**PROBLEM:**
Filter the data for lines with the word "WireNotClosed" and copy those lines.

** Opening INFORMATION block **

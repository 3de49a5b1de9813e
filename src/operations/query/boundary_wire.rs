use crate::error::{Result, TopologyError};
use crate::tessellation::{Polyline, TessellationParams};
use crate::tessellation::TessellateCurve;
use crate::topology::{FaceId, TopologyStore};

/// Extracts the outer boundary of a face as one polyline per edge.
///
/// Edges come in wire traversal order and each polyline runs in traversal
/// direction, endpoints included, so consecutive polylines meet end to start.
pub struct BoundaryWire {
    face: FaceId,
    params: TessellationParams,
}

impl BoundaryWire {
    /// Creates a new `BoundaryWire` query.
    #[must_use]
    pub fn new(face: FaceId, params: TessellationParams) -> Self {
        Self { face, params }
    }

    /// Executes the query.
    ///
    /// # Errors
    ///
    /// Returns [`TopologyError::InvalidTopology`] for a wire without edges,
    /// [`TopologyError::WireNotClosed`] for an open one, or an error if an
    /// entity is missing.
    pub fn execute(&self, store: &TopologyStore) -> Result<Vec<Polyline>> {
        let face = store.face(self.face)?;
        let wire = store.wire(face.outer_wire)?;
        if wire.edges.is_empty() {
            return Err(TopologyError::InvalidTopology("outer wire has no edges".into()).into());
        }
        if !wire.is_closed {
            return Err(TopologyError::WireNotClosed.into());
        }

        let mut chain = Vec::with_capacity(wire.edges.len());
        for oe in &wire.edges {
            let mut polyline = TessellateCurve::new(oe.edge, self.params).execute(store)?;
            if !oe.forward {
                polyline.points.reverse();
            }
            chain.push(polyline);
        }
        Ok(chain)
    }
}

#[cfg(test)]
#[allow(clippy::unwrap_used)]
mod tests {
    use super::*;
    use crate::math::Point3;
    use crate::operations::creation::MakeBox;

    #[test]
    fn box_face_has_four_chained_edges() {
        let mut store = TopologyStore::new();
        let solid = MakeBox::new(Point3::origin(), Point3::new(1.0, 1.0, 1.0))
            .execute(&mut store)
            .unwrap();
        let face = store.solid_faces(solid).unwrap()[0];
        let chain = BoundaryWire::new(face, TessellationParams::default())
            .execute(&store)
            .unwrap();
        assert_eq!(chain.len(), 4);
        for i in 0..4 {
            let end = chain[i].points.last().unwrap();
            let next_start = chain[(i + 1) % 4].points[0];
            assert!((end - next_start).norm() < 1e-12);
        }
    }
}
mod extrude;

pub use extrude::Extrude;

** Closing INFORMATION block **

**TASK RESULT:**
    /// [`TopologyError::WireNotClosed`] for an open one, or an error if an
            return Err(TopologyError::WireNotClosed.into());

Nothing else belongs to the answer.